The U.S. Securities and Exchange Commission on Friday gave Chevron permission to block the proposal from coming up for a vote at the San Ramon company's annual shareholder meeting. It's one of two shareholder proposals Chevron wants to block, both of them related to the $19 billion pollution lawsuit against the company in Ecuador. (For my earlier story on both, click here.)
Several shareholder activism groups had been pushing to separate the jobs of board chairman and CEO at Chevron. In part, they consider the change a matter of good corporate governance, since many companies keep those positions separate.

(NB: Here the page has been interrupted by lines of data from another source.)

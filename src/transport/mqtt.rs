//! MQTT broker link over rumqttc (MQTT v5).
//!
//! One persistent connection per link. A background thread drives the
//! rumqttc event loop; rumqttc reconnects on the next poll after an error,
//! so the thread only tracks readiness and paces retries.

use anyhow::{Context, Result};
use rumqttc::v5::{mqttbytes::QoS, Client, Connection, Event, Incoming, MqttOptions};
use std::sync::atomic::{AtomicBool, Ordering};
use std::sync::Arc;
use std::thread::JoinHandle;
use std::time::Duration;

use super::publisher::BrokerLink;
use super::tls::{parse_mqtt_endpoint, MqttEndpoint, TlsMaterials};
use crate::config::MqttSettings;

/// Pause between reconnect attempts after a connection error.
const RECONNECT_DELAY: Duration = Duration::from_secs(1);

pub struct MqttLink {
    client: Client,
    endpoint: MqttEndpoint,
    connected: Arc<AtomicBool>,
    shutdown: Arc<AtomicBool>,
    connection_handle: Option<JoinHandle<()>>,
}

impl MqttLink {
    pub fn connect(settings: &MqttSettings) -> Result<Self> {
        let endpoint = parse_mqtt_endpoint(&settings.broker, settings.port, settings.use_tls)?;
        let materials = TlsMaterials::load(
            settings.tls_ca_path.as_deref(),
            settings.tls_client_cert_path.as_deref(),
            settings.tls_client_key_path.as_deref(),
        )?;

        let mut options = MqttOptions::new(&settings.client_id, &endpoint.host, endpoint.port);
        options.set_keep_alive(Duration::from_secs(settings.keep_alive_secs));
        options.set_clean_start(true);
        if let Some(user) = settings.username.as_deref() {
            options.set_credentials(user, settings.password.clone().unwrap_or_default());
        }
        options.set_transport(endpoint.build_transport(&materials)?);

        let (client, connection) = Client::new(options, 10);
        let connected = Arc::new(AtomicBool::new(false));
        let shutdown = Arc::new(AtomicBool::new(false));
        let handle = spawn_event_loop(
            connection,
            endpoint.clone(),
            Arc::clone(&connected),
            Arc::clone(&shutdown),
        )?;
        log::info!(
            "MQTT connecting to {} (client_id: {}, auth: {})",
            endpoint,
            settings.client_id,
            settings.username.is_some()
        );

        Ok(Self {
            client,
            endpoint,
            connected,
            shutdown,
            connection_handle: Some(handle),
        })
    }
}

fn spawn_event_loop(
    mut connection: Connection,
    endpoint: MqttEndpoint,
    connected: Arc<AtomicBool>,
    shutdown: Arc<AtomicBool>,
) -> Result<JoinHandle<()>> {
    std::thread::Builder::new()
        .name("mqtt-event-loop".to_string())
        .spawn(move || {
            for event in connection.iter() {
                if shutdown.load(Ordering::SeqCst) {
                    break;
                }
                match event {
                    Ok(Event::Incoming(Incoming::ConnAck(_))) => {
                        connected.store(true, Ordering::SeqCst);
                        log::info!("MQTT connected to {}", endpoint);
                    }
                    Ok(Event::Incoming(Incoming::Disconnect(_))) => {
                        connected.store(false, Ordering::SeqCst);
                        log::warn!("MQTT broker {} sent disconnect", endpoint);
                    }
                    Ok(_) => {}
                    Err(e) => {
                        if connected.swap(false, Ordering::SeqCst) {
                            log::warn!("MQTT connection to {} lost: {}", endpoint, e);
                        } else {
                            log::debug!("MQTT connect to {} failed: {}", endpoint, e);
                        }
                        if shutdown.load(Ordering::SeqCst) {
                            break;
                        }
                        std::thread::sleep(RECONNECT_DELAY);
                    }
                }
            }
        })
        .context("spawn MQTT event loop thread")
}

impl BrokerLink for MqttLink {
    fn is_ready(&self) -> bool {
        self.connected.load(Ordering::SeqCst)
    }

    fn send(&mut self, topic: &str, payload: Vec<u8>) -> Result<()> {
        self.client
            .try_publish(topic, QoS::AtMostOnce, false, payload)
            .with_context(|| format!("queue publish to {}", self.endpoint))?;
        Ok(())
    }

    fn disconnect(&mut self) {
        self.shutdown.store(true, Ordering::SeqCst);
        if let Err(e) = self.client.try_disconnect() {
            log::debug!("MQTT disconnect request not queued: {}", e);
        }
        self.connected.store(false, Ordering::SeqCst);
        if let Some(handle) = self.connection_handle.take() {
            let _ = handle.join();
        }
        log::info!("MQTT disconnected from {}", self.endpoint);
    }
}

Chevron will be able to block one of two proposed shareholder resolutions tied to a $19 billion oil field pollution lawsuit in Ecuador.
But more importantly, the activists say Watson needs an independent board director to rein him in.

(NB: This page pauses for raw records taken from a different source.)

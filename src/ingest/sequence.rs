//! Image sequence frame source.
//!
//! Treats a directory of stills (`.jpg`, `.jpeg`, `.png`) as a recorded stream:
//! files sorted by name are frames 0..n at a configured frame rate. Frames are
//! handed out still encoded; decoding happens in the formatter.

use anyhow::{anyhow, Context, Result};
use std::path::{Path, PathBuf};

use super::{FrameSource, NextFrame, SourceStats};
use crate::frame::CapturedFrame;

const STILL_EXTENSIONS: &[&str] = &["jpg", "jpeg", "png"];

pub struct ImageSequenceSource {
    dir: PathBuf,
    fps: f64,
    files: Vec<PathBuf>,
    cursor: u64,
    frame_count: u64,
    opened: bool,
}

impl ImageSequenceSource {
    pub fn new(dir: impl AsRef<Path>, fps: f64) -> Result<Self> {
        if !fps.is_finite() || fps <= 0.0 {
            return Err(anyhow!("image sequence fps must be positive, got {}", fps));
        }
        Ok(Self {
            dir: dir.as_ref().to_path_buf(),
            fps,
            files: Vec::new(),
            cursor: 0,
            frame_count: 0,
            opened: false,
        })
    }
}

impl FrameSource for ImageSequenceSource {
    fn open(&mut self) -> Result<()> {
        let entries = std::fs::read_dir(&self.dir)
            .with_context(|| format!("failed to open image directory {}", self.dir.display()))?;
        let mut files = Vec::new();
        for entry in entries {
            let path = entry.context("read image directory entry")?.path();
            let is_still = path
                .extension()
                .and_then(|ext| ext.to_str())
                .map(|ext| STILL_EXTENSIONS.contains(&ext.to_ascii_lowercase().as_str()))
                .unwrap_or(false);
            if is_still && path.is_file() {
                files.push(path);
            }
        }
        files.sort();
        log::info!(
            "ImageSequenceSource: opened {} ({} stills)",
            self.dir.display(),
            files.len()
        );
        self.files = files;
        self.cursor = 0;
        self.opened = true;
        Ok(())
    }

    fn read_next(&mut self) -> Result<NextFrame> {
        if !self.opened {
            return Err(anyhow!(
                "image sequence {} is not open",
                self.dir.display()
            ));
        }
        let Some(path) = self.files.get(self.cursor as usize) else {
            return Ok(NextFrame::EndOfStream);
        };
        let bytes = std::fs::read(path)
            .with_context(|| format!("failed to read still {}", path.display()))?;
        let frame = CapturedFrame::from_encoded(bytes, self.cursor)
            .with_origin(path.display().to_string());
        self.cursor += 1;
        self.frame_count += 1;
        Ok(NextFrame::Frame(frame))
    }

    fn seek_to_index(&mut self, index: u64) -> Result<()> {
        if index as usize >= self.files.len() {
            return Err(anyhow!(
                "frame {} out of range (sequence has {} stills)",
                index,
                self.files.len()
            ));
        }
        self.cursor = index;
        Ok(())
    }

    fn total_frames(&self) -> Option<u64> {
        Some(self.files.len() as u64)
    }

    fn fps(&self) -> f64 {
        self.fps
    }

    fn close(&mut self) {
        self.opened = false;
        self.files.clear();
    }

    fn describe(&self) -> String {
        self.dir.display().to_string()
    }

    fn stats(&self) -> SourceStats {
        SourceStats {
            frames_captured: self.frame_count,
            source: self.describe(),
        }
    }
}

#[cfg(test)]
mod tests {
    use super::*;

    #[test]
    fn orders_stills_by_name_and_skips_other_files() {
        let dir = tempfile::tempdir().expect("tempdir");
        std::fs::write(dir.path().join("b.jpg"), b"second").unwrap();
        std::fs::write(dir.path().join("a.PNG"), b"first").unwrap();
        std::fs::write(dir.path().join("notes.txt"), b"ignored").unwrap();

        let mut source = ImageSequenceSource::new(dir.path(), 2.0).expect("source");
        source.open().expect("open");
        assert_eq!(source.total_frames(), Some(2));

        let NextFrame::Frame(first) = source.read_next().unwrap() else {
            panic!("expected first still");
        };
        assert_eq!(first.index, 0);
        assert!(first.origin.unwrap().ends_with("a.PNG"));

        source.seek_to_index(1).expect("seek");
        let NextFrame::Frame(second) = source.read_next().unwrap() else {
            panic!("expected second still");
        };
        assert_eq!(second.index, 1);
        assert!(matches!(source.read_next().unwrap(), NextFrame::EndOfStream));
    }

    #[test]
    fn missing_directory_fails_to_open() {
        let mut source = ImageSequenceSource::new("/nonexistent/flood/stills", 1.0).unwrap();
        assert!(source.open().is_err());
    }

    #[test]
    fn zero_fps_is_rejected() {
        assert!(ImageSequenceSource::new("/tmp", 0.0).is_err());
    }
}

Before he became CEO, Watson played an instrumental role in Chevron's 2001 acquisition of Texaco. And that suit landed Chevron in the Ecuador lawsuit, which was originally filed in 1993 against Texaco, not Chevron. Texaco drilled for oil in Ecuador from 1964 to 1992, and residents of the area accused the company of poisoning the land and water.
Ecuadoran courts have ruled against Chevron and ordered the company to pay $19 billion. Chevron considers the suit a shakedown and has vowed not to pay. The activists, including the Unitarian Universalist Association, say Watson is too close to the case and is pursuing a take-no-prisoners legal strategy that could backfire.

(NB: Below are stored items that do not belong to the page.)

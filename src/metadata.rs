//! Telemetry metadata.
//!
//! Metadata is an open JSON object: the collector owns a handful of keys and
//! passes every other caller key through untouched. Two hint fields are
//! normalized before a payload leaves the collector:
//! - `motion`: one of `fast`, `slow`, `stop` (anything else reads as `slow`)
//! - `resource_constrained`: a JSON boolean
//!
//! Normalization is idempotent, so re-normalizing a published payload's
//! metadata leaves it unchanged.

use chrono::{SecondsFormat, TimeZone, Utc};
use serde::{Deserialize, Serialize};
use serde_json::{Map, Number, Value};

use crate::frame::CapturedFrame;

pub const DEFAULT_LOCATION: &str = "50.8503,4.3517";
pub const DEFAULT_CAMERA_ID: &str = "video_camera_01";

const TRUTHY: &[&str] = &["1", "true", "yes", "on", "y", "t"];

/// Movement hint attached by the caller (e.g. a drone reporting its own speed).
#[derive(Clone, Copy, Debug, Default, PartialEq, Eq, Serialize, Deserialize)]
#[serde(rename_all = "lowercase")]
pub enum Motion {
    Fast,
    #[default]
    Slow,
    Stop,
}

impl Motion {
    pub fn as_str(self) -> &'static str {
        match self {
            Self::Fast => "fast",
            Self::Slow => "slow",
            Self::Stop => "stop",
        }
    }

    /// Interpret an arbitrary hint value. Unrecognized input is `Slow`.
    pub fn from_value(value: &Value) -> Self {
        match value.as_str().map(|s| s.trim().to_ascii_lowercase()).as_deref() {
            Some("fast") => Self::Fast,
            Some("stop") => Self::Stop,
            _ => Self::Slow,
        }
    }
}

/// Interpret an arbitrary flag value as a boolean.
pub fn truthy(value: &Value) -> bool {
    match value {
        Value::Bool(b) => *b,
        Value::Number(n) => n.as_f64().map(|f| f != 0.0).unwrap_or(false),
        Value::String(s) => TRUTHY.contains(&s.trim().to_ascii_lowercase().as_str()),
        _ => false,
    }
}

/// Metadata attached to one telemetry payload.
#[derive(Clone, Debug, Default, PartialEq, Serialize, Deserialize)]
#[serde(transparent)]
pub struct Metadata(Map<String, Value>);

impl Metadata {
    pub fn new() -> Self {
        Self::default()
    }

    pub fn get(&self, key: &str) -> Option<&Value> {
        self.0.get(key)
    }

    pub fn insert(&mut self, key: impl Into<String>, value: impl Into<Value>) {
        self.0.insert(key.into(), value.into());
    }

    pub fn remove(&mut self, key: &str) -> Option<Value> {
        self.0.remove(key)
    }

    pub fn contains_key(&self, key: &str) -> bool {
        self.0.contains_key(key)
    }

    pub fn motion(&self) -> Motion {
        self.get("motion").map(Motion::from_value).unwrap_or_default()
    }

    pub fn resource_constrained(&self) -> bool {
        self.get("resource_constrained").map(truthy).unwrap_or(false)
    }

    /// Rewrite `motion` and `resource_constrained` into canonical form.
    pub fn normalize_hints(&mut self) {
        let motion = self.motion();
        let constrained = self.resource_constrained();
        self.insert("motion", motion.as_str());
        self.insert("resource_constrained", constrained);
    }

    /// Stamp `collector_publish_ts` and make sure `collector_capture_ts`, if
    /// present, is numeric. Unparseable capture stamps are dropped.
    pub fn stamp_publish_time(&mut self, now: f64) {
        if let Some(capture) = self.remove("collector_capture_ts") {
            let numeric = match &capture {
                Value::Number(_) => Some(capture.clone()),
                Value::String(s) => s
                    .trim()
                    .parse::<f64>()
                    .ok()
                    .and_then(Number::from_f64)
                    .map(Value::Number),
                _ => None,
            };
            match numeric {
                Some(value) => self.insert("collector_capture_ts", value),
                None => log::warn!("dropping non-numeric collector_capture_ts {}", capture),
            }
        }
        if let Some(now) = Number::from_f64(now) {
            self.insert("collector_publish_ts", Value::Number(now));
        }
    }

    pub fn into_inner(self) -> Map<String, Value> {
        self.0
    }
}

impl From<Map<String, Value>> for Metadata {
    fn from(map: Map<String, Value>) -> Self {
        Self(map)
    }
}

/// Stamps frames with collector identity and capture details.
#[derive(Clone, Debug)]
pub struct MetadataEnricher {
    pub camera_id: String,
    pub location: String,
    /// Defaults for the hint fields when the caller supplies none.
    pub motion: Motion,
    pub resource_constrained: bool,
}

impl Default for MetadataEnricher {
    fn default() -> Self {
        Self {
            camera_id: DEFAULT_CAMERA_ID.to_string(),
            location: DEFAULT_LOCATION.to_string(),
            motion: Motion::default(),
            resource_constrained: false,
        }
    }
}

impl MetadataEnricher {
    pub fn new(camera_id: impl Into<String>, location: impl Into<String>) -> Self {
        Self {
            camera_id: camera_id.into(),
            location: location.into(),
            ..Self::default()
        }
    }

    /// Build the metadata for `frame`, layered over caller-supplied `extra`.
    ///
    /// Collector keys (`timestamp`, `location`, `camera_id`, capture fields)
    /// always reflect this collector; hint fields from `extra` win over the
    /// configured defaults.
    pub fn enrich(&self, frame: &CapturedFrame, mut extra: Metadata) -> Metadata {
        extra.insert("timestamp", iso_timestamp(frame.capture_wall_time));
        extra.insert("location", self.location.as_str());
        extra.insert("camera_id", self.camera_id.as_str());
        if let Some(ts) = Number::from_f64(frame.capture_wall_time) {
            extra.insert("collector_capture_ts", Value::Number(ts));
        }
        if let Some(video_ts) = frame.video_timestamp_sec.and_then(Number::from_f64) {
            extra.insert("video_timestamp_sec", Value::Number(video_ts));
        }
        if let Some(origin) = &frame.origin {
            extra.insert("video_file", origin.as_str());
        }
        extra.insert("sequence_number", frame.index);

        if !extra.contains_key("motion") {
            extra.insert("motion", self.motion.as_str());
        }
        if !extra.contains_key("resource_constrained") {
            extra.insert("resource_constrained", self.resource_constrained);
        }
        extra.normalize_hints();
        extra
    }
}

fn iso_timestamp(unix_seconds: f64) -> String {
    let secs = unix_seconds.floor();
    let nanos = ((unix_seconds - secs) * 1e9).round().min(999_999_999.0) as u32;
    Utc.timestamp_opt(secs as i64, nanos)
        .single()
        .unwrap_or_else(Utc::now)
        .to_rfc3339_opts(SecondsFormat::Millis, true)
}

Last year, 38 percent of Chevron shareholders voted in favor of a nearly identical proposal. But this year, Chevron asked the SEC for permission to block the proposal, arguing that the language did not adequately define "independent." In a letter sent Friday to Chevron and the Unitarians, the SEC agreed.
The Unitarians had suggested amending the proposal to be more specific. But federal regulators said the changes were submitted after the filing deadline for proxy materials.
"It's disappointing that the SEC would side with Chevron on such a narrow technical ground," said Simon Billenness, who leads the Unitarians' committee on socially responsible investment. "This decision prevents a free debate among Chevron shareholders over whether the board should exercise proper oversight of management and its strategy in the Ecuador case."
Still no word on whether the SEC will allow Chevron to block the second disputed shareholder proposal. That one asks Chevron to explain why the company subpoenaed documents last year from some activist shareholders, including Billenness.